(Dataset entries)
=== Section Start ===

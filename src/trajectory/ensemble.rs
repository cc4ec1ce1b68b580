// Copyright 2026 QubitOS Contributors
// SPDX-License-Identifier: Apache-2.0

//! Independent trajectory ensembles.
//!
//! Every trajectory gets its own Hamiltonian schedule, feedback controller
//! and jump stream, seeded from (base seed, trajectory index, attempt). The
//! ensemble is therefore reproducible for a given base seed whether it runs
//! serially or on the rayon pool, and averages are always formed in index
//! order. In [`FeedbackMode::Accumulating`] the feedback record is drawn
//! once per run instead, and every trajectory evolves under the same
//! pre-summed Hamiltonian.

use std::sync::atomic::{AtomicBool, Ordering};
use std::sync::Arc;

use ndarray::{Array1, Array2};
use num_complex::Complex64;
use rayon::prelude::*;
use tracing::{debug, info, warn};

use super::engine::{Trajectory, TrajectoryConfig, TrajectoryEngine};
use crate::error::{Error, IntegrationError, Result, ValidationError};
use crate::feedback::FeedbackController;
use crate::hamiltonian::{FeedbackMode, HamiltonianAssembler, HamiltonianSchedule};
use crate::lindblad::CollapseSet;
use crate::timegrid::TimeGrid;

/// Cooperative stop flag shared between a caller and a running ensemble.
///
/// Checked before each trajectory starts; trajectories already in flight
/// run to completion.
#[derive(Debug, Clone, Default)]
pub struct CancellationToken(Arc<AtomicBool>);

impl CancellationToken {
    pub fn new() -> Self {
        Self::default()
    }

    pub fn cancel(&self) {
        self.0.store(true, Ordering::SeqCst);
    }

    pub fn is_cancelled(&self) -> bool {
        self.0.load(Ordering::SeqCst)
    }
}

/// Ensemble-level solver settings.
#[derive(Debug, Clone)]
pub struct EnsembleConfig {
    pub num_trajectories: usize,
    /// Base seed; per-trajectory streams are derived from it.
    pub seed: u64,
    /// Extra attempts allowed per trajectory after a numerical failure.
    pub max_retries: usize,
    /// Run trajectories on the rayon thread pool.
    pub parallel: bool,
    pub trajectory: TrajectoryConfig,
}

impl Default for EnsembleConfig {
    fn default() -> Self {
        Self {
            num_trajectories: 100,
            seed: 42,
            max_retries: 2,
            parallel: true,
            trajectory: TrajectoryConfig::default(),
        }
    }
}

/// Random streams consumed by one trajectory attempt.
#[derive(Debug, Clone, Copy)]
enum Stream {
    Jumps = 1,
    Feedback = 2,
}

/// SplitMix64 finalizer over the stream coordinates.
fn stream_seed(base: u64, trajectory: usize, attempt: usize, stream: Stream) -> u64 {
    let mut z = base
        ^ (trajectory as u64).wrapping_mul(0x9E37_79B9_7F4A_7C15)
        ^ (attempt as u64).wrapping_mul(0xD1B5_4A32_D192_ED03)
        ^ (stream as u64).wrapping_mul(0xBF58_476D_1CE4_E5B9);
    z = (z ^ (z >> 30)).wrapping_mul(0xBF58_476D_1CE4_E5B9);
    z = (z ^ (z >> 27)).wrapping_mul(0x94D0_49BB_1331_11EB);
    z ^ (z >> 31)
}

/// Seed of the feedback stream for `trajectory` on its first attempt.
///
/// The master-equation mode draws its single feedback record from this
/// stream so that it lines up with trajectory 0.
pub fn feedback_seed(base: u64, trajectory: usize) -> u64 {
    stream_seed(base, trajectory, 0, Stream::Feedback)
}

/// Completed trajectories in index order.
#[derive(Debug, Clone)]
pub struct TrajectoryEnsemble {
    pub trajectories: Vec<Trajectory>,
    /// Attempts that failed and were replaced by a fresh stream.
    pub retries: usize,
}

impl TrajectoryEnsemble {
    pub fn len(&self) -> usize {
        self.trajectories.len()
    }

    pub fn is_empty(&self) -> bool {
        self.trajectories.is_empty()
    }

    /// Arithmetic mean of observable `index` over trajectories, per grid point.
    pub fn mean_expectation(&self, index: usize) -> Vec<f64> {
        let Some(first) = self.trajectories.first() else {
            return Vec::new();
        };
        let n_points = first.expectations.get(index).map_or(0, Vec::len);
        let mut mean = vec![0.0; n_points];
        for traj in &self.trajectories {
            if let Some(series) = traj.expectations.get(index) {
                for (m, v) in mean.iter_mut().zip(series) {
                    *m += v;
                }
            }
        }
        let count = self.trajectories.len() as f64;
        mean.iter_mut().for_each(|m| *m /= count);
        mean
    }

    /// Standard error of the mean of observable `index`, per grid point.
    pub fn standard_error(&self, index: usize) -> Vec<f64> {
        let mean = self.mean_expectation(index);
        let count = self.trajectories.len();
        if count < 2 {
            return vec![0.0; mean.len()];
        }
        let mut var = vec![0.0; mean.len()];
        for traj in &self.trajectories {
            if let Some(series) = traj.expectations.get(index) {
                for ((v, m), x) in var.iter_mut().zip(&mean).zip(series) {
                    *v += (x - m).powi(2);
                }
            }
        }
        var.iter()
            .map(|v| (v / (count - 1) as f64 / count as f64).sqrt())
            .collect()
    }

    /// Total number of jumps per channel across the ensemble.
    pub fn jump_counts(&self, channels: usize) -> Vec<usize> {
        let mut counts = vec![0; channels];
        for jump in self.trajectories.iter().flat_map(|t| &t.jumps) {
            if let Some(c) = counts.get_mut(jump.channel) {
                *c += 1;
            }
        }
        counts
    }
}

/// Where a feedback-driven trajectory takes its Hamiltonian from.
#[derive(Debug)]
enum FeedbackSource {
    /// A private controller per trajectory attempt.
    PerInterval,
    /// One static Hamiltonian shared by the whole ensemble.
    Presummed(Array2<Complex64>),
}

/// Runs an ensemble of quantum-jump trajectories over shared, read-only inputs.
pub struct EnsembleRunner<'a> {
    assembler: &'a HamiltonianAssembler,
    collapse_ops: &'a CollapseSet,
    grid: &'a TimeGrid,
    observables: &'a [Array2<Complex64>],
    initial: &'a Array1<Complex64>,
    feedback: Option<FeedbackSource>,
    config: EnsembleConfig,
    cancel: CancellationToken,
}

impl<'a> EnsembleRunner<'a> {
    pub fn new(
        assembler: &'a HamiltonianAssembler,
        collapse_ops: &'a CollapseSet,
        grid: &'a TimeGrid,
        observables: &'a [Array2<Complex64>],
        initial: &'a Array1<Complex64>,
        config: EnsembleConfig,
    ) -> Result<Self> {
        if config.num_trajectories == 0 {
            return Err(ValidationError::field("num_trajectories", "must be > 0").into());
        }
        let d = assembler.base().nrows();
        if initial.len() != d {
            return Err(Error::Dimension(format!(
                "initial ket has dimension {}, Hamiltonian is {} × {}",
                initial.len(),
                d,
                d
            )));
        }
        Ok(Self {
            assembler,
            collapse_ops,
            grid,
            observables,
            initial,
            feedback: None,
            config,
            cancel: CancellationToken::new(),
        })
    }

    /// Drive every trajectory with a measurement-feedback term.
    ///
    /// The accumulating record has one draw per grid point from
    /// `feedback_seed(seed, 0)`, the stream the master-equation run uses.
    pub fn with_feedback(mut self, mode: FeedbackMode) -> Self {
        self.feedback = Some(match mode {
            FeedbackMode::Recomputed => FeedbackSource::PerInterval,
            FeedbackMode::Accumulating => {
                let mut controller = FeedbackController::new(feedback_seed(self.config.seed, 0));
                FeedbackSource::Presummed(
                    self.assembler
                        .accumulated_hamiltonian(&mut controller, self.grid.len()),
                )
            }
        });
        self
    }

    pub fn with_cancellation(mut self, token: CancellationToken) -> Self {
        self.cancel = token;
        self
    }

    pub fn config(&self) -> &EnsembleConfig {
        &self.config
    }

    /// Run all trajectories.
    pub fn run(&self) -> Result<TrajectoryEnsemble> {
        let n = self.config.num_trajectories;
        info!(
            trajectories = n,
            seed = self.config.seed,
            parallel = self.config.parallel,
            feedback = self.feedback.is_some(),
            "Starting trajectory ensemble"
        );

        let outcomes: Vec<(Trajectory, usize)> = if self.config.parallel {
            (0..n)
                .into_par_iter()
                .map(|i| self.run_one(i))
                .collect::<Result<Vec<_>>>()?
        } else {
            (0..n).map(|i| self.run_one(i)).collect::<Result<Vec<_>>>()?
        };

        let retries: usize = outcomes.iter().map(|(_, r)| r).sum();
        let trajectories: Vec<Trajectory> = outcomes.into_iter().map(|(t, _)| t).collect();
        let jumps: usize = trajectories.iter().map(|t| t.jumps.len()).sum();
        info!(trajectories = n, jumps, retries, "Trajectory ensemble complete");

        Ok(TrajectoryEnsemble {
            trajectories,
            retries,
        })
    }

    /// One trajectory with its retry budget. Returns the trajectory and the
    /// number of failed attempts before it.
    fn run_one(&self, index: usize) -> Result<(Trajectory, usize)> {
        let mut last = None;
        for attempt in 0..=self.config.max_retries {
            if self.cancel.is_cancelled() {
                debug!(trajectory = index, "Cancellation observed");
                return Err(Error::Cancelled);
            }
            match self.attempt(index, attempt) {
                Ok(traj) => return Ok((traj, attempt)),
                Err(Error::Integration(e)) if e.is_retryable() => {
                    warn!(
                        trajectory = index,
                        attempt,
                        error = %e,
                        "Trajectory failed, retrying with a fresh stream"
                    );
                    last = Some(e);
                }
                Err(e) => return Err(e),
            }
        }

        let last = last.unwrap_or(IntegrationError::NonFinite { time: self.grid.start() });
        Err(IntegrationError::RetriesExhausted {
            trajectory: index,
            attempts: self.config.max_retries + 1,
            last: Box::new(last),
        }
        .into())
    }

    fn attempt(&self, index: usize, attempt: usize) -> Result<Trajectory> {
        let schedule = match &self.feedback {
            Some(FeedbackSource::PerInterval) => HamiltonianSchedule::with_feedback(
                self.assembler,
                FeedbackController::new(stream_seed(
                    self.config.seed,
                    index,
                    attempt,
                    Stream::Feedback,
                )),
            ),
            Some(FeedbackSource::Presummed(h)) => HamiltonianSchedule::shared(self.assembler, h),
            None => HamiltonianSchedule::fixed(self.assembler),
        };
        let engine = TrajectoryEngine::new(
            self.initial,
            schedule,
            self.collapse_ops,
            self.grid,
            self.observables,
            self.config.trajectory,
            stream_seed(self.config.seed, index, attempt, Stream::Jumps),
        )?;
        Ok(engine.run()?)
    }
}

=== Section End ===

**Exercise requirements**
Write down how many lines in the data contain "pool". Add nothing else.

**Response area**
2